Colliding with Rube Goldberg
Posted in STORYREALING on 09. Mar, 2010
Recently our email, twitter and facebook have been filled with those of you who sent us the OK Go “This Too Shall Pass” video. We are honored that it made you think of us and blessed that we get to build this kind of stuff all the time in The Big Deal Warehouse.
We set out several years ago to build contraptions to involve the audience, illustrate the Good News in a creative way and encourage parents to find a victory homes by being creative with their kids.
Simply hand a child a box of blocks and watch him instantly create an architectural masterpiece.
It is this wonderful way in which we are made. We strive to create and construct.
Without instruction we will push the blocks over, roll a ball, swing a bat, even send a flying figure down a zip line to topple the stack.
Build it, break it down, rebuild and so on is the wonderful way in which we are made. We are made for relationships. Things connect. People connect. Contraptions and their effect on humans happened long before Milton Bradley built the game Mousetrap. Da Vinci was long into the process of stacking things up and knocking them down. The Romans used their brilliance for roads and war tools.
The Venetians created glass. Henry Ford put steel, wheels and a bucket of bolts together to make the car. He also did this in a massive contraption known as the assembly line. Rube Goldberg saw the entire industrial revolution as labor-intensive contraptions. His editorial cartoons in the 30s and 40s made him a household name, gave him a national following and a contest that still is strong today.
We build detailed contraptions and yes, they are labor intensive. We sketch and storyboard them out in rough form. We weld and construct so the parts will collide and topple and bump into each other at the correct time and place.
No one ever forgets the contraptions we build as pieces whiz by or fly overhead.
No child ever forgets the role she played in one of these contraptions.
Kids and parents remember. They tell these things over and over and then, they go to their playrooms, living rooms and garages and build something together.
As we are constructing, building and preparing for the contraption we must work together. We disagree on how parts are supposed to function. We make mistakes. We agree and solve together. We learn how to react and respond to situations. We make silly physics blunders. One moment we proclaim our brilliance, followed by the most ridiculous attempt we have ever seen.

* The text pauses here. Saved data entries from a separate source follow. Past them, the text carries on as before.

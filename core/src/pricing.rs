//! The price computation.
//!
//! Pricing is a pure function of its inputs. Reductions are applied in a
//! fixed order, each on the running amount left by the previous one:
//!
//! 1. subtotal = base price × passengers
//! 2. the single best standing discount valid on the slot date
//! 3. the single best campaign running at the purchase instant
//! 4. the coupon, if one was supplied
//!
//! "Best" is the candidate yielding the largest reduction on the running
//! amount; equal reductions go to the lowest id. Every intermediate amount is
//! an integer number of minor units and never negative.

use crate::coupon::Coupon;
use crate::discount::{Campaign, Discount, DiscountValue};
use crate::error::PricingError;
use crate::types::{CampaignId, CouponId, DiscountId, Money};
use chrono::{DateTime, NaiveDate, Utc};
use serde::{Deserialize, Serialize};
use smallvec::SmallVec;

/// Where an applied reduction came from.
#[derive(Clone, Debug, PartialEq, Eq, Serialize, Deserialize)]
#[serde(tag = "kind", rename_all = "snake_case")]
pub enum AdjustmentSource {
    /// An automatic, weekday-conditioned discount
    StandingDiscount {
        /// Discount id
        discount_id: DiscountId,
    },
    /// A time-boxed campaign
    Campaign {
        /// Campaign id
        campaign_id: CampaignId,
        /// Campaign name at pricing time
        name: String,
    },
    /// A redeemed coupon code
    Coupon {
        /// Coupon id
        coupon_id: CouponId,
        /// Normalized code
        code: String,
    },
}

impl AdjustmentSource {
    /// Short label for display and logs.
    #[must_use]
    pub const fn kind(&self) -> &'static str {
        match self {
            Self::StandingDiscount { .. } => "discount",
            Self::Campaign { .. } => "campaign",
            Self::Coupon { .. } => "coupon",
        }
    }
}

/// One line of the breakdown.
#[derive(Clone, Debug, PartialEq, Eq, Serialize, Deserialize)]
pub struct AppliedAdjustment {
    /// Origin of the reduction
    pub source: AdjustmentSource,
    /// Configured value
    pub value: DiscountValue,
    /// Running amount before this step
    pub amount_before: Money,
    /// Amount taken off
    pub reduction: Money,
    /// Running amount after this step
    pub amount_after: Money,
}

/// Applied reductions; at most one per mechanism, so three fit inline.
pub type Adjustments = SmallVec<[AppliedAdjustment; 3]>;

/// Itemized trail from base subtotal to final price.
#[derive(Clone, Debug, PartialEq, Eq, Serialize, Deserialize)]
pub struct PriceBreakdown {
    /// Per-passenger base price
    pub base_price: Money,
    /// Passengers priced
    pub passenger_count: u32,
    /// `base_price × passenger_count`
    pub subtotal: Money,
    /// Applied reductions in application order
    pub adjustments: Adjustments,
    /// Price to charge
    pub final_price: Money,
}

impl PriceBreakdown {
    /// Sum of every applied reduction.
    #[must_use]
    pub fn total_reduction(&self) -> Money {
        self.subtotal.saturating_sub_to_zero(self.final_price)
    }

    /// The coupon line, if a coupon was applied.
    #[must_use]
    pub fn coupon(&self) -> Option<&AppliedAdjustment> {
        self.adjustments
            .iter()
            .find(|a| matches!(a.source, AdjustmentSource::Coupon { .. }))
    }
}

/// Everything the computation depends on.
///
/// `discounts` and `campaigns` may hold candidates that do not apply; they
/// are filtered against `slot_date` and `purchased_at` here.
#[derive(Clone, Copy, Debug)]
pub struct PriceInput<'a> {
    /// Per-passenger price
    pub base_price: Money,
    /// Passengers to price
    pub passenger_count: u32,
    /// Package cap on passengers per booking
    pub max_passengers: u32,
    /// Calendar date of the slot, for standing discounts
    pub slot_date: NaiveDate,
    /// Purchase instant, for campaigns
    pub purchased_at: DateTime<Utc>,
    /// Standing discount candidates
    pub discounts: &'a [Discount],
    /// Campaign candidates
    pub campaigns: &'a [Campaign],
    /// An already validated coupon
    pub coupon: Option<&'a Coupon>,
}

/// Computes the price breakdown.
///
/// # Errors
///
/// - [`PricingError::InvalidBasePrice`] when the base price is not positive
/// - [`PricingError::InvalidPassengerCount`] outside `1..=max_passengers`
/// - [`PricingError::InvalidDiscount`] when an applicable component carries a
///   negative fixed amount
/// - [`PricingError::Overflow`] when the subtotal does not fit
pub fn compute_price(input: &PriceInput<'_>) -> Result<PriceBreakdown, PricingError> {
    if !input.base_price.is_positive() {
        return Err(PricingError::InvalidBasePrice(input.base_price.minor()));
    }
    if input.passenger_count == 0 || input.passenger_count > input.max_passengers {
        return Err(PricingError::InvalidPassengerCount {
            requested: input.passenger_count,
            max: input.max_passengers,
        });
    }
    let subtotal = input
        .base_price
        .checked_multiply(input.passenger_count)
        .ok_or(PricingError::Overflow)?;

    let mut adjustments = Adjustments::new();
    let mut running = subtotal;

    let discount = best_candidate(
        input.discounts.iter().filter(|d| d.applies_on(input.slot_date)),
        running,
        |d| (d.id, d.value),
    )?;
    if let Some(d) = discount {
        let source = AdjustmentSource::StandingDiscount { discount_id: d.id };
        running = apply(&mut adjustments, source, d.value, running);
    }

    let campaign = best_candidate(
        input.campaigns.iter().filter(|c| c.is_running(input.purchased_at)),
        running,
        |c| (c.id, c.value),
    )?;
    if let Some(c) = campaign {
        let source = AdjustmentSource::Campaign {
            campaign_id: c.id,
            name: c.name.clone(),
        };
        running = apply(&mut adjustments, source, c.value, running);
    }

    if let Some(coupon) = input.coupon {
        ensure_valid(coupon.value)?;
        let source = AdjustmentSource::Coupon {
            coupon_id: coupon.id,
            code: coupon.code.clone(),
        };
        running = apply(&mut adjustments, source, coupon.value, running);
    }

    Ok(PriceBreakdown {
        base_price: input.base_price,
        passenger_count: input.passenger_count,
        subtotal,
        adjustments,
        final_price: running,
    })
}

fn ensure_valid(value: DiscountValue) -> Result<(), PricingError> {
    match value {
        DiscountValue::FixedAmount(flat) if flat.minor() < 0 => {
            Err(PricingError::InvalidDiscount(format!("negative fixed amount {flat}")))
        }
        _ => Ok(()),
    }
}

/// Largest reduction on `amount`; ties go to the smallest key.
fn best_candidate<'a, T, K, I, F>(
    candidates: I,
    amount: Money,
    key: F,
) -> Result<Option<&'a T>, PricingError>
where
    I: Iterator<Item = &'a T>,
    K: Ord,
    F: Fn(&T) -> (K, DiscountValue),
{
    let mut best: Option<(&'a T, K, Money)> = None;
    for candidate in candidates {
        let (id, value) = key(candidate);
        ensure_valid(value)?;
        let reduction = value.reduction_on(amount);
        let better = match &best {
            None => true,
            Some((_, best_id, best_reduction)) => {
                reduction > *best_reduction || (reduction == *best_reduction && id < *best_id)
            }
        };
        if better {
            best = Some((candidate, id, reduction));
        }
    }
    Ok(best.map(|(candidate, _, _)| candidate))
}

fn apply(
    adjustments: &mut Adjustments,
    source: AdjustmentSource,
    value: DiscountValue,
    amount: Money,
) -> Money {
    let reduction = value.reduction_on(amount);
    let after = amount.saturating_sub_to_zero(reduction);
    adjustments.push(AppliedAdjustment {
        source,
        value,
        amount_before: amount,
        reduction,
        amount_after: after,
    });
    after
}

#[cfg(test)]
#[allow(clippy::unwrap_used)]
mod tests {
    use super::*;
    use crate::discount::DiscountCondition;
    use crate::types::{OperatorId, PackageId, Percentage};
    use chrono::{Duration, TimeZone};

    fn pct(p: u32) -> DiscountValue {
        DiscountValue::Percentage(Percentage::from_percent(p).unwrap())
    }

    fn tuesday() -> NaiveDate {
        NaiveDate::from_ymd_opt(2025, 6, 3).unwrap()
    }

    fn now() -> DateTime<Utc> {
        Utc.with_ymd_and_hms(2025, 5, 20, 10, 0, 0).unwrap()
    }

    fn discount(value: DiscountValue, condition: DiscountCondition) -> Discount {
        Discount {
            id: DiscountId::new(),
            package_id: PackageId::new(),
            value,
            condition,
            is_active: true,
        }
    }

    fn campaign(value: DiscountValue) -> Campaign {
        Campaign {
            id: CampaignId::new(),
            package_id: PackageId::new(),
            name: "Spring".to_string(),
            value,
            starts_at: now() - Duration::days(1),
            ends_at: now() + Duration::days(1),
            is_active: true,
        }
    }

    fn coupon(value: DiscountValue) -> Coupon {
        Coupon {
            id: CouponId::new(),
            operator_id: OperatorId::new(),
            code: "SAVE10".to_string(),
            value,
            package_id: None,
            expires_at: None,
            usage_limit: None,
            times_used: 0,
            is_active: true,
        }
    }

    fn input<'a>(
        discounts: &'a [Discount],
        campaigns: &'a [Campaign],
        coupon: Option<&'a Coupon>,
    ) -> PriceInput<'a> {
        PriceInput {
            base_price: Money::from_minor(50_000),
            passenger_count: 2,
            max_passengers: 4,
            slot_date: tuesday(),
            purchased_at: now(),
            discounts,
            campaigns,
            coupon,
        }
    }

    #[test]
    fn reductions_compose_in_fixed_order() {
        let discounts = [discount(pct(10), DiscountCondition::Weekday)];
        let campaigns = [campaign(pct(20))];
        let c = coupon(pct(10));
        let breakdown = compute_price(&input(&discounts, &campaigns, Some(&c))).unwrap();

        assert_eq!(breakdown.subtotal, Money::from_minor(100_000));
        let steps: Vec<i64> = breakdown.adjustments.iter().map(|a| a.amount_after.minor()).collect();
        assert_eq!(steps, vec![90_000, 72_000, 64_800]);
        assert_eq!(breakdown.final_price, Money::from_minor(64_800));
        assert_eq!(breakdown.total_reduction(), Money::from_minor(35_200));
        assert!(breakdown.coupon().is_some());
    }

    #[test]
    fn only_the_largest_standing_discount_applies() {
        let discounts = [
            discount(pct(5), DiscountCondition::Always),
            discount(DiscountValue::FixedAmount(Money::from_minor(15_000)), DiscountCondition::Always),
            discount(pct(10), DiscountCondition::Always),
        ];
        let breakdown = compute_price(&input(&discounts, &[], None)).unwrap();
        assert_eq!(breakdown.adjustments.len(), 1);
        assert_eq!(breakdown.final_price, Money::from_minor(85_000));
    }

    #[test]
    fn equal_reductions_pick_lowest_id() {
        let a = discount(pct(10), DiscountCondition::Always);
        let b = discount(DiscountValue::FixedAmount(Money::from_minor(10_000)), DiscountCondition::Always);
        let expected = a.id.min(b.id);

        for discounts in [[a.clone(), b.clone()], [b, a]] {
            let breakdown = compute_price(&input(&discounts, &[], None)).unwrap();
            assert_eq!(
                breakdown.adjustments[0].source,
                AdjustmentSource::StandingDiscount { discount_id: expected }
            );
        }
    }

    #[test]
    fn non_matching_candidates_are_ignored() {
        let discounts = [discount(pct(10), DiscountCondition::Weekend)];
        let mut ended = campaign(pct(20));
        ended.ends_at = now() - Duration::seconds(1);
        let breakdown = compute_price(&input(&discounts, &[ended], None)).unwrap();
        assert!(breakdown.adjustments.is_empty());
        assert_eq!(breakdown.final_price, Money::from_minor(100_000));
    }

    #[test]
    fn fixed_amount_clamps_at_zero() {
        let c = coupon(DiscountValue::FixedAmount(Money::from_minor(250_000)));
        let breakdown = compute_price(&input(&[], &[], Some(&c))).unwrap();
        assert_eq!(breakdown.final_price, Money::ZERO);
        assert_eq!(breakdown.adjustments[0].reduction, Money::from_minor(100_000));
    }

    #[test]
    fn rejects_bad_inputs() {
        let mut bad = input(&[], &[], None);
        bad.base_price = Money::ZERO;
        assert_eq!(compute_price(&bad).unwrap_err(), PricingError::InvalidBasePrice(0));

        let mut bad = input(&[], &[], None);
        bad.passenger_count = 0;
        assert!(matches!(compute_price(&bad), Err(PricingError::InvalidPassengerCount { .. })));
        bad.passenger_count = 5;
        assert!(matches!(compute_price(&bad), Err(PricingError::InvalidPassengerCount { .. })));

        let c = coupon(DiscountValue::FixedAmount(Money::from_minor(-1)));
        assert!(matches!(
            compute_price(&input(&[], &[], Some(&c))),
            Err(PricingError::InvalidDiscount(_))
        ));

        let mut huge = input(&[], &[], None);
        huge.base_price = Money::from_minor(i64::MAX);
        assert_eq!(compute_price(&huge).unwrap_err(), PricingError::Overflow);
    }

    #[test]
    fn breakdown_serializes_for_audit() {
        let c = coupon(pct(10));
        let breakdown = compute_price(&input(&[], &[], Some(&c))).unwrap();
        let json = serde_json::to_value(&breakdown).unwrap();
        assert_eq!(json["subtotal"], 100_000);
        assert_eq!(json["adjustments"][0]["source"]["kind"], "coupon");
        let back: PriceBreakdown = serde_json::from_value(json).unwrap();
        assert_eq!(back, breakdown);
    }
}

We work through that. We fail. We succeed. We fail again. We change and keep going. Read the following run on contraption sentence carefully:
One thing bumps into another thing and that thing sends something spinning until it collides with that heavy thing way over there, that drops on those two things which launch that (no, not that thing!) over the heads of those people.
This is how relationships work. One person bumps into another who sends this one spinning and toppling over. You get it. This is what we teach to parents.
Until you are spending time building in the floor, on the table and maybe even out the attic window with some clothes line and an old boot tied to a pulley with your kids, in all kinds of situations they will not know how you react to some situations in life.
Our motto is written on the side of our orange 1950 Chevy truck.
Building contraptions that hold families together.
So stop reading. Go get a box of blocks, bolts, clothespins, or left over garage sale items and build a contraption with your family. It doesn’t have to do anything. It simply has to be an exercise in relationships.
But please keep the video camera close and send us the short movie.
…how the toy was rescued from the top of the bird feeder.
…how that old boot out the attic window kicked over a can of water for the flowers.